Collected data

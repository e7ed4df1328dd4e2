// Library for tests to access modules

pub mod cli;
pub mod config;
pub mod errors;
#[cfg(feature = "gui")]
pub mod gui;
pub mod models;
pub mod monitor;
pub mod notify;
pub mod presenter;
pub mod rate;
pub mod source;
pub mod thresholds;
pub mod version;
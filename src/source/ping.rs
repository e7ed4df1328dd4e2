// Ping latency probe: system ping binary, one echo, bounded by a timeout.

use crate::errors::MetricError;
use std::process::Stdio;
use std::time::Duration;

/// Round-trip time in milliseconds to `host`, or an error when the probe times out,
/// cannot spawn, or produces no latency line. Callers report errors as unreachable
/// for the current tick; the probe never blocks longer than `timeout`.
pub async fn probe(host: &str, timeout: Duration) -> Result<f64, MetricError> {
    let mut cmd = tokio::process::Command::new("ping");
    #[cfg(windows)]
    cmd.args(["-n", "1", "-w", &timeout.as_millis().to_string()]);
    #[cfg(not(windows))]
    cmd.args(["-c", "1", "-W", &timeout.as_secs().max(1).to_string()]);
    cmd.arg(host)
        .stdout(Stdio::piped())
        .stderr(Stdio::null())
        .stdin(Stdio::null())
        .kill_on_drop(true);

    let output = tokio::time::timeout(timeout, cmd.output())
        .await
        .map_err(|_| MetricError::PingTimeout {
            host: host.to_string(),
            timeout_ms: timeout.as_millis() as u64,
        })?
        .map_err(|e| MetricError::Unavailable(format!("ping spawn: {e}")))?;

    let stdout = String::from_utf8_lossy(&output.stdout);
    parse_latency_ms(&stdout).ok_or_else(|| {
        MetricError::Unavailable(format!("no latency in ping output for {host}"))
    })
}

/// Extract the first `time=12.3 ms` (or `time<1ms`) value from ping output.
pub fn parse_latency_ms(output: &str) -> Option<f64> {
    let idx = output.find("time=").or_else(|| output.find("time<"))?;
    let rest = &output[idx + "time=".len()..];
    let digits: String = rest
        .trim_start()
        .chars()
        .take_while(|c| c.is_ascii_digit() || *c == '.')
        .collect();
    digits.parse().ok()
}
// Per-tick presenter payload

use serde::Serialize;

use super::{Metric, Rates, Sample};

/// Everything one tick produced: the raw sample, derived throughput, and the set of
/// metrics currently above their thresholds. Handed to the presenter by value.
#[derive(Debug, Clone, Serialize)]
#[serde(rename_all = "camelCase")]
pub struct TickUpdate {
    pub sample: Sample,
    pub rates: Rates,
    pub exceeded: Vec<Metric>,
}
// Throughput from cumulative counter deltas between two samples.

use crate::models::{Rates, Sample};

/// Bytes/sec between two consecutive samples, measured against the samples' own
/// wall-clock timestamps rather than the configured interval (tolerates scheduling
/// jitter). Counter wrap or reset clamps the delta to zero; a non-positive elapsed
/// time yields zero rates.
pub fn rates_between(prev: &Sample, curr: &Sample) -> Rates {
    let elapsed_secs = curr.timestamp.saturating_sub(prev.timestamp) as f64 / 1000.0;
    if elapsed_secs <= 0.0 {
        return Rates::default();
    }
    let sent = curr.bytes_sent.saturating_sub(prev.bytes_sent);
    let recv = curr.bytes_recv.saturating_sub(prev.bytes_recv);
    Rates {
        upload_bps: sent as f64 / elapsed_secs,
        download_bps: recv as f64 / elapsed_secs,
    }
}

Requirement: Above are the lines; repeat exactly the ones from the line containing "use std::process::Stdio;" down to the line containing "for the current", both inclusive.

Response to the exercise:
use std::process::Stdio;
use std::time::Duration;

/// Round-trip time in milliseconds to `host`, or an error when the probe times out,
/// cannot spawn, or produces no latency line. Callers report errors as unreachable
/// for the current tick; the probe never blocks longer than `timeout`.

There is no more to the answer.